▼▼▼
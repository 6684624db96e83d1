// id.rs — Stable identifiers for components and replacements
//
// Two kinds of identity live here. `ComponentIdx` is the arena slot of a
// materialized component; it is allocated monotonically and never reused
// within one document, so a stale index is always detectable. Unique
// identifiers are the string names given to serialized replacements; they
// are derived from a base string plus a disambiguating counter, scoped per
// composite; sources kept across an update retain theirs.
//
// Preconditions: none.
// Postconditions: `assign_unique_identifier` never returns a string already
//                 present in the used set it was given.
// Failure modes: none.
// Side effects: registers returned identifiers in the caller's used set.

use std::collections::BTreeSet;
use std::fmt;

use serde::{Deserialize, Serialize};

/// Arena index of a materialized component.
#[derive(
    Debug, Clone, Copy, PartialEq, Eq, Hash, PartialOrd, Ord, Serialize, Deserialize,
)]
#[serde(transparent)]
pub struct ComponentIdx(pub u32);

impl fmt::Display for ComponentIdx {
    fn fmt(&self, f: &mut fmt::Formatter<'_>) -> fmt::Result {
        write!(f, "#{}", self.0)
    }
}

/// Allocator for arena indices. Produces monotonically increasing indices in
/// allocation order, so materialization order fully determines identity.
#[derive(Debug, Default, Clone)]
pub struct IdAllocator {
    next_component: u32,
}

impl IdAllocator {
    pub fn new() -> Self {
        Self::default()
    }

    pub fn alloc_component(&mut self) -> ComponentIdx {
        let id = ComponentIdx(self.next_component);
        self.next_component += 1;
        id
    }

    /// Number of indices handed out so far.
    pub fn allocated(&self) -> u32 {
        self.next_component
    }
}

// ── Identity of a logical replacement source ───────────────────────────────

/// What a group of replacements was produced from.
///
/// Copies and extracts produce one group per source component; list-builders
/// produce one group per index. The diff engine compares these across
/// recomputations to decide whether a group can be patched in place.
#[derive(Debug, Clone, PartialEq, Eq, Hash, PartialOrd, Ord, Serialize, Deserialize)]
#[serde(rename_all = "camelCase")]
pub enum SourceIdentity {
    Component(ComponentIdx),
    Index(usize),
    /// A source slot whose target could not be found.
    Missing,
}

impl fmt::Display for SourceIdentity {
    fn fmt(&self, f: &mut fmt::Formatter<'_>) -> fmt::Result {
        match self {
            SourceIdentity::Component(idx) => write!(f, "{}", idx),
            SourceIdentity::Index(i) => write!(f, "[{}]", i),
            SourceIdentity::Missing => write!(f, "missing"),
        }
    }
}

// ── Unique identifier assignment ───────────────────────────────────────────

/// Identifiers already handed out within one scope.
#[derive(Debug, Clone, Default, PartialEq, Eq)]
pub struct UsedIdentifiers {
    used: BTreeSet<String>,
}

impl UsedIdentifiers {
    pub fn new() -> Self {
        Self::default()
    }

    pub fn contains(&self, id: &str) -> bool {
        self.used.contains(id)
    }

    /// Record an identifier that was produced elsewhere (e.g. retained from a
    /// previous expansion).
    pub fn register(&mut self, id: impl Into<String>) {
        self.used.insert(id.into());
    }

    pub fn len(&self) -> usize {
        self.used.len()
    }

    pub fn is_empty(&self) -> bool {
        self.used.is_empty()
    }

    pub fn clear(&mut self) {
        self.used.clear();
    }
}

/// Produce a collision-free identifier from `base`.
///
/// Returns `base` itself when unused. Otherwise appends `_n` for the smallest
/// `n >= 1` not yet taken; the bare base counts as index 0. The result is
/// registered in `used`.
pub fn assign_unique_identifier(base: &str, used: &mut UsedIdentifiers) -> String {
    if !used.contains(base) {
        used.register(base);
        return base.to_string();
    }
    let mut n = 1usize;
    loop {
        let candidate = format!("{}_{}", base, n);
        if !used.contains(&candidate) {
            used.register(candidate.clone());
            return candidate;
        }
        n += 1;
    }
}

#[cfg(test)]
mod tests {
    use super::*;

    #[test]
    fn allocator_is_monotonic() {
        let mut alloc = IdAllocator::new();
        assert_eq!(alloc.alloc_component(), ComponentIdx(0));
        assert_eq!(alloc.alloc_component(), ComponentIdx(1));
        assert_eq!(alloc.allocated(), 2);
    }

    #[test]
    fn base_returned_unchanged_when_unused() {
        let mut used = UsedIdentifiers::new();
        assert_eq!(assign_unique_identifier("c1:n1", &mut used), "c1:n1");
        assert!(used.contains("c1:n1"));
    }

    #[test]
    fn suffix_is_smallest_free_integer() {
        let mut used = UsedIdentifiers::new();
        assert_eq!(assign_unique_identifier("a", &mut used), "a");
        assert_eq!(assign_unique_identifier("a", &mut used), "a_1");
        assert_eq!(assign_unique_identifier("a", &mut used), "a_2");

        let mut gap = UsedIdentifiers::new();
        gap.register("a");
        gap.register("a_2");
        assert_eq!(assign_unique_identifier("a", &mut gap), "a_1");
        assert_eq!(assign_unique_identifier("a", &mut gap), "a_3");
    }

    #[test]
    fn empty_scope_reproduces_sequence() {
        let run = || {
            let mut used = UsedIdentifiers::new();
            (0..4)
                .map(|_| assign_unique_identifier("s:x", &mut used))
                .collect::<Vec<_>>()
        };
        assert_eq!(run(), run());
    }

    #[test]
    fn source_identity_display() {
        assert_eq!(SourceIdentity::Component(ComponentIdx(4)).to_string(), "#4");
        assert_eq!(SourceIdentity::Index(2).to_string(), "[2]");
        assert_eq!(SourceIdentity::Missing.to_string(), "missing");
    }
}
▲▲▲
Quote each line of the data above exactly as written.

REPLY TO THE TASK:
repository 6684624db96e83d1
// id.rs — Stable identifiers for components and replacements
//
// Two kinds of identity live here. `ComponentIdx` is the arena slot of a
// materialized component; it is allocated monotonically and never reused
// within one document, so a stale index is always detectable. Unique
// identifiers are the string names given to serialized replacements; they
// are derived from a base string plus a disambiguating counter, scoped per
// composite; sources kept across an update retain theirs.
//
// Preconditions: none.
// Postconditions: `assign_unique_identifier` never returns a string already
//                 present in the used set it was given.
// Failure modes: none.
// Side effects: registers returned identifiers in the caller's used set.

use std::collections::BTreeSet;
use std::fmt;

use serde::{Deserialize, Serialize};

/// Arena index of a materialized component.
#[derive(
    Debug, Clone, Copy, PartialEq, Eq, Hash, PartialOrd, Ord, Serialize, Deserialize,
)]
#[serde(transparent)]
pub struct ComponentIdx(pub u32);

impl fmt::Display for ComponentIdx {
    fn fmt(&self, f: &mut fmt::Formatter<'_>) -> fmt::Result {
        write!(f, "#{}", self.0)
    }
}

/// Allocator for arena indices. Produces monotonically increasing indices in
/// allocation order, so materialization order fully determines identity.
#[derive(Debug, Default, Clone)]
pub struct IdAllocator {
    next_component: u32,
}

impl IdAllocator {
    pub fn new() -> Self {
        Self::default()
    }

    pub fn alloc_component(&mut self) -> ComponentIdx {
        let id = ComponentIdx(self.next_component);
        self.next_component += 1;
        id
    }

    /// Number of indices handed out so far.
    pub fn allocated(&self) -> u32 {
        self.next_component
    }
}

// ── Identity of a logical replacement source ───────────────────────────────

/// What a group of replacements was produced from.
///
/// Copies and extracts produce one group per source component; list-builders
/// produce one group per index. The diff engine compares these across
/// recomputations to decide whether a group can be patched in place.
#[derive(Debug, Clone, PartialEq, Eq, Hash, PartialOrd, Ord, Serialize, Deserialize)]
#[serde(rename_all = "camelCase")]
pub enum SourceIdentity {
    Component(ComponentIdx),
    Index(usize),
    /// A source slot whose target could not be found.
    Missing,
}

impl fmt::Display for SourceIdentity {
    fn fmt(&self, f: &mut fmt::Formatter<'_>) -> fmt::Result {
        match self {
            SourceIdentity::Component(idx) => write!(f, "{}", idx),
            SourceIdentity::Index(i) => write!(f, "[{}]", i),
            SourceIdentity::Missing => write!(f, "missing"),
        }
    }
}

// ── Unique identifier assignment ───────────────────────────────────────────

/// Identifiers already handed out within one scope.
#[derive(Debug, Clone, Default, PartialEq, Eq)]
pub struct UsedIdentifiers {
    used: BTreeSet<String>,
}

impl UsedIdentifiers {
    pub fn new() -> Self {
        Self::default()
    }

    pub fn contains(&self, id: &str) -> bool {
        self.used.contains(id)
    }

    /// Record an identifier that was produced elsewhere (e.g. retained from a
    /// previous expansion).
    pub fn register(&mut self, id: impl Into<String>) {
        self.used.insert(id.into());
    }

    pub fn len(&self) -> usize {
        self.used.len()
    }

    pub fn is_empty(&self) -> bool {
        self.used.is_empty()
    }

    pub fn clear(&mut self) {
        self.used.clear();
    }
}

/// Produce a collision-free identifier from `base`.
///
/// Returns `base` itself when unused. Otherwise appends `_n` for the smallest
/// `n >= 1` not yet taken; the bare base counts as index 0. The result is
/// registered in `used`.
pub fn assign_unique_identifier(base: &str, used: &mut UsedIdentifiers) -> String {
    if !used.contains(base) {
        used.register(base);
        return base.to_string();
    }
    let mut n = 1usize;
    loop {
        let candidate = format!("{}_{}", base, n);
        if !used.contains(&candidate) {
            used.register(candidate.clone());
            return candidate;
        }
        n += 1;
    }
}

#[cfg(test)]
mod tests {
    use super::*;

    #[test]
    fn allocator_is_monotonic() {
        let mut alloc = IdAllocator::new();
        assert_eq!(alloc.alloc_component(), ComponentIdx(0));
        assert_eq!(alloc.alloc_component(), ComponentIdx(1));
        assert_eq!(alloc.allocated(), 2);
    }

    #[test]
    fn base_returned_unchanged_when_unused() {
        let mut used = UsedIdentifiers::new();
        assert_eq!(assign_unique_identifier("c1:n1", &mut used), "c1:n1");
        assert!(used.contains("c1:n1"));
    }

    #[test]
    fn suffix_is_smallest_free_integer() {
        let mut used = UsedIdentifiers::new();
        assert_eq!(assign_unique_identifier("a", &mut used), "a");
        assert_eq!(assign_unique_identifier("a", &mut used), "a_1");
        assert_eq!(assign_unique_identifier("a", &mut used), "a_2");

        let mut gap = UsedIdentifiers::new();
        gap.register("a");
        gap.register("a_2");
        assert_eq!(assign_unique_identifier("a", &mut gap), "a_1");
        assert_eq!(assign_unique_identifier("a", &mut gap), "a_3");
    }

    #[test]
    fn empty_scope_reproduces_sequence() {
        let run = || {
            let mut used = UsedIdentifiers::new();
            (0..4)
                .map(|_| assign_unique_identifier("s:x", &mut used))
                .collect::<Vec<_>>()
        };
        assert_eq!(run(), run());
    }

    #[test]
    fn source_identity_display() {
        assert_eq!(SourceIdentity::Component(ComponentIdx(4)).to_string(), "#4");
        assert_eq!(SourceIdentity::Index(2).to_string(), "[2]");
        assert_eq!(SourceIdentity::Missing.to_string(), "missing");
    }
}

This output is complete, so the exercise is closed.